Si le but est de deviner la valeur de \(\theta\) à partir des observations, il est naturel de considérer des statistiques à valeurs dans \(\Theta\). C’est précisément la définition d’un estimateur.

Définition 1.4 Dans le modèle \((\mathcal{X},\mathcal{A}, (P_\theta)_{\theta \in \Theta})\), un estimateur de \(\theta\) est une statistique à valeurs dans \(\Theta\).

En fait, on n’est pas obligés de vouloir estimer précisément \(\theta\). Peut-être qu’on veut estimer quelque chose qui dépend de \(\theta\), mais qui n’est pas \(\theta\) ; disons, une fonction \(\varphi(\theta)\). Dans ce cas, un estimateur de \(\varphi(\theta)\) sera simplement une statistique à valeurs dans l’espace où vit \(\varphi(\theta)\).

1.4 Points de vue

Inférence paramétrique. La plupart des expériences/modèles statistiques que nous rencontrerons dans ce cours, seront de nature dite paramétrique, autrement dit indexés par des parties de \(\mathbb{R}^d\). Le mot “paramètre” est en lui-même trompeur : on parle souvent de paramètre d’une distribution pour désigner ce qui devrait plutôt s’appeler une fonctionnelle. Par exemple, la moyenne, la covariance d’une distribution sur \(\mathbb{R}^d\) sont des paramètres de cette distribution. Les quantiles, l’asymétrie, la kurtosis sont d’autres paramètres.

Statistique non paramétrique. Tous les modèles ne sont pas paramétriques au sens ci-dessus : dans de nombreux développements des statistiques, par exemple en estimation de densité, on travaille sur des modèles plus riches qui n’admettent pas de paramétrisation naturelle par une partie d’un espace euclidien de dimension finie. C’est ce qu’on appelle l’ estimation non-paramétrique. Nous y reviendrons au dernier chapitre.

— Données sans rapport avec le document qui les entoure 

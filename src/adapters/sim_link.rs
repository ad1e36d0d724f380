//! In-memory simulated Step-to-Sign device.
//!
//! Implements [`BleLink`] without a radio.  Command writes are
//! reassembled exactly as the firmware does, replies are chunked to the
//! transport ceiling, and while streaming every other poll yields a
//! synthetic IMU record.  Used by the demo binary and the integration
//! tests.
//!
//! | Command received | Reply                                  |
//! |------------------|----------------------------------------|
//! | `get_address`    | `<SUI:{public key hex}>`               |
//! | `msg{hex}`       | `<SIG:0x{signature hex}msg{hex}>`      |
//! | `start_imu`      | telemetry stream begins                |
//! | `stop_imu`       | stream ends, `<IMU_STOPPED>`           |
//! | `start_current_password_verification` | `<password_correct>` |

use core::time::Duration;

use blake2::digest::consts::U64;
use blake2::{Blake2b, Digest};
use embassy_sync::blocking_mutex::raw::NoopRawMutex;
use embassy_sync::channel::Channel as Queue;
use log::{debug, info};

use crate::error::TransportError;
use crate::link::framing::{TextReassembler, chunk_message};
use crate::link::transport::{
    BleLink, Capabilities, Channel, Connection, DiscoveredDevice, Notification, WriteMode,
    WriteTarget,
};
use crate::telemetry::{RawRecord, encode_record};

/// Depth of the device → host notification queue.
const NOTIFY_DEPTH: usize = 256;

/// Ed25519 scheme flag prefixed to serialized signatures.
const SIG_FLAG: u8 = 0x00;

// ── Configuration ────────────────────────────────────────────

#[derive(Debug, Clone)]
pub struct SimConfig {
    pub device_id: String,
    pub name: String,
    pub rssi: i16,
    pub public_key: [u8; 32],
    pub capabilities: Capabilities,
    /// Notification payload ceiling (same as the host write ceiling).
    pub mtu_payload: usize,
    /// Never answer `stop_imu` / `get_address` / `msg` (timeout tests).
    pub drop_acks: bool,
    /// Answer password checks with `password_correct`.
    pub password_ok: bool,
}

impl Default for SimConfig {
    fn default() -> Self {
        Self {
            device_id: "SIM-00:11:22:33".into(),
            name: "Step-to-Sign Sim".into(),
            rssi: -48,
            public_key: core::array::from_fn(|i| i as u8),
            capabilities: Capabilities::all(),
            mtu_payload: 20,
            drop_acks: false,
            password_ok: true,
        }
    }
}

/// One write as seen by the device.
#[derive(Debug, Clone, PartialEq, Eq)]
pub struct WriteRecord {
    pub target: WriteTarget,
    pub data: Vec<u8>,
    pub mode: WriteMode,
}

// ── Device ───────────────────────────────────────────────────

pub struct SimulatedDevice {
    config: SimConfig,
    connected: bool,
    subscribed_text: bool,
    subscribed_telemetry: bool,
    rx: TextReassembler,
    notify: Queue<NoopRawMutex, Notification, NOTIFY_DEPTH>,
    streaming: bool,
    stream_toggle: bool,
    stream_ts: u32,
    writes: Vec<WriteRecord>,
    link_lost: bool,
    failing_writes: u32,
}

impl SimulatedDevice {
    pub fn new(config: SimConfig) -> Self {
        Self {
            config,
            connected: false,
            subscribed_text: false,
            subscribed_telemetry: false,
            rx: TextReassembler::new(),
            notify: Queue::new(),
            streaming: false,
            stream_toggle: false,
            stream_ts: 0,
            writes: Vec::new(),
            link_lost: false,
            failing_writes: 0,
        }
    }

    pub fn public_key_hex(&self) -> String {
        hex::encode(self.config.public_key)
    }

    pub fn is_streaming(&self) -> bool {
        self.streaming
    }

    /// Every write received, in order.
    pub fn writes(&self) -> &[WriteRecord] {
        &self.writes
    }

    /// Writes to `target`, concatenated.
    pub fn written_bytes(&self, target: WriteTarget) -> Vec<u8> {
        self.writes
            .iter()
            .filter(|w| w.target == target)
            .flat_map(|w| w.data.iter().copied())
            .collect()
    }

    /// Queue an arbitrary notification (tests).
    pub fn inject(&mut self, notification: Notification) {
        let _ = self.notify.try_send(notification);
    }

    /// Make every further operation fail with `LinkLost`.
    pub fn drop_link(&mut self) {
        self.link_lost = true;
    }

    /// Fail the next `count` writes with `WriteFailed`; the link stays up.
    pub fn fail_next_writes(&mut self, count: u32) {
        self.failing_writes = count;
    }

    pub fn set_drop_acks(&mut self, drop: bool) {
        self.config.drop_acks = drop;
    }

    fn check_link(&self) -> Result<(), TransportError> {
        if self.link_lost {
            return Err(TransportError::LinkLost);
        }
        if !self.connected {
            return Err(TransportError::NotConnected);
        }
        Ok(())
    }

    // ── Firmware behaviour ───────────────────────────────────

    fn on_command(&mut self, command: &str) {
        debug!("SIM | command '{command}'");
        match command {
            "get_address" => {
                if !self.config.drop_acks {
                    let reply = format!("<SUI:{}>", self.public_key_hex());
                    self.send_text(&reply);
                }
            }
            "start_imu" => {
                info!("SIM | IMU streaming on");
                self.streaming = true;
            }
            "stop_imu" => {
                info!("SIM | IMU streaming off");
                self.streaming = false;
                if !self.config.drop_acks {
                    self.send_text("<IMU_STOPPED>");
                }
            }
            "start_current_password_verification" => {
                let verdict = if self.config.password_ok {
                    "<password_correct>"
                } else {
                    "<password_incorrect>"
                };
                self.send_text(verdict);
            }
            other => {
                if let Some(message_hex) = other.strip_prefix("msg") {
                    if !self.config.drop_acks {
                        let signature = self.sign(message_hex);
                        let reply = format!("<SIG:0x{}msg{}>", hex::encode(signature), message_hex);
                        self.send_text(&reply);
                    }
                }
            }
        }
    }

    /// Deterministic 97-byte serialized signature: flag ‖ 64-byte tag ‖ key.
    fn sign(&self, message_hex: &str) -> Vec<u8> {
        let mut hasher = Blake2b::<U64>::new();
        hasher.update(self.config.public_key);
        hasher.update(message_hex.as_bytes());
        let mut out = Vec::with_capacity(97);
        out.push(SIG_FLAG);
        out.extend_from_slice(&hasher.finalize());
        out.extend_from_slice(&self.config.public_key);
        out
    }

    fn send_text(&mut self, text: &str) {
        if !self.subscribed_text {
            return;
        }
        for chunk in chunk_message(text.as_bytes(), self.config.mtu_payload) {
            let _ = self.notify.try_send(Notification::text(chunk));
        }
    }

    fn next_record(&mut self) -> RawRecord {
        let ts = self.stream_ts;
        self.stream_ts = self.stream_ts.wrapping_add(10);
        let phase = ts as f32 * 0.01;
        RawRecord {
            timestamp: ts,
            accel: [phase.sin() * 0.5, phase.cos() * 0.5, 1.0],
            gyro: [phase.cos() * 2.0, 0.0, phase.sin() * -2.0],
        }
    }
}

impl Default for SimulatedDevice {
    fn default() -> Self {
        Self::new(SimConfig::default())
    }
}

impl BleLink for SimulatedDevice {
    async fn scan(
        &mut self,
        name_filter: &str,
        _duration: Duration,
    ) -> Result<Vec<DiscoveredDevice>, TransportError> {
        if !self.config.name.contains(name_filter) {
            return Ok(Vec::new());
        }
        Ok(vec![DiscoveredDevice {
            id: self.config.device_id.clone(),
            name: self.config.name.clone(),
            rssi: Some(self.config.rssi),
        }])
    }

    async fn connect(&mut self, device_id: &str) -> Result<Connection, TransportError> {
        if device_id != self.config.device_id {
            return Err(TransportError::ConnectFailed);
        }
        self.connected = true;
        self.link_lost = false;
        self.rx.reset();
        Ok(Connection {
            device_id: device_id.to_owned(),
            handle: 1,
            capabilities: self.config.capabilities,
        })
    }

    async fn disconnect(&mut self) -> Result<(), TransportError> {
        self.connected = false;
        self.streaming = false;
        self.subscribed_text = false;
        self.subscribed_telemetry = false;
        self.notify.clear();
        Ok(())
    }

    async fn subscribe(&mut self, channel: Channel) -> Result<(), TransportError> {
        self.check_link()?;
        match channel {
            Channel::Text => self.subscribed_text = true,
            Channel::Telemetry => self.subscribed_telemetry = true,
        }
        Ok(())
    }

    async fn write(
        &mut self,
        target: WriteTarget,
        data: &[u8],
        mode: WriteMode,
    ) -> Result<(), TransportError> {
        self.check_link()?;
        if self.failing_writes > 0 {
            self.failing_writes -= 1;
            return Err(TransportError::WriteFailed);
        }
        if data.len() > self.config.mtu_payload {
            return Err(TransportError::PayloadTooLarge);
        }
        self.writes.push(WriteRecord {
            target,
            data: data.to_vec(),
            mode,
        });

        if target == WriteTarget::Command {
            match self.rx.push(data) {
                Ok(commands) => {
                    for command in commands {
                        self.on_command(&command);
                    }
                }
                Err(_) => return Err(TransportError::WriteFailed),
            }
        }
        Ok(())
    }

    async fn next_notification(&mut self) -> Result<Option<Notification>, TransportError> {
        self.check_link()?;
        if let Ok(notification) = self.notify.try_receive() {
            return Ok(Some(notification));
        }
        if self.streaming && self.subscribed_telemetry {
            self.stream_toggle = !self.stream_toggle;
            if self.stream_toggle {
                let record = self.next_record();
                return Ok(Some(Notification::telemetry(encode_record(&record).to_vec())));
            }
        }
        Ok(None)
    }
}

Statistique bayésienne. En statistique paramétrique, les paramètres \(\theta\) déterminent le hasard qui génère les observations \(x_i\). La statistique bayésienne consiste à renverser le point de vue, et à rendre le paramètre \(\theta\) lui-même aléatoire ; sa loi, appelée prior, mesure “le degré de connaissance a priori” qu’on en a. La règle de Bayes explique comment cette loi est modifiée par les observations. C’est un point de vue qui ne sera pas abordé dans ce cours.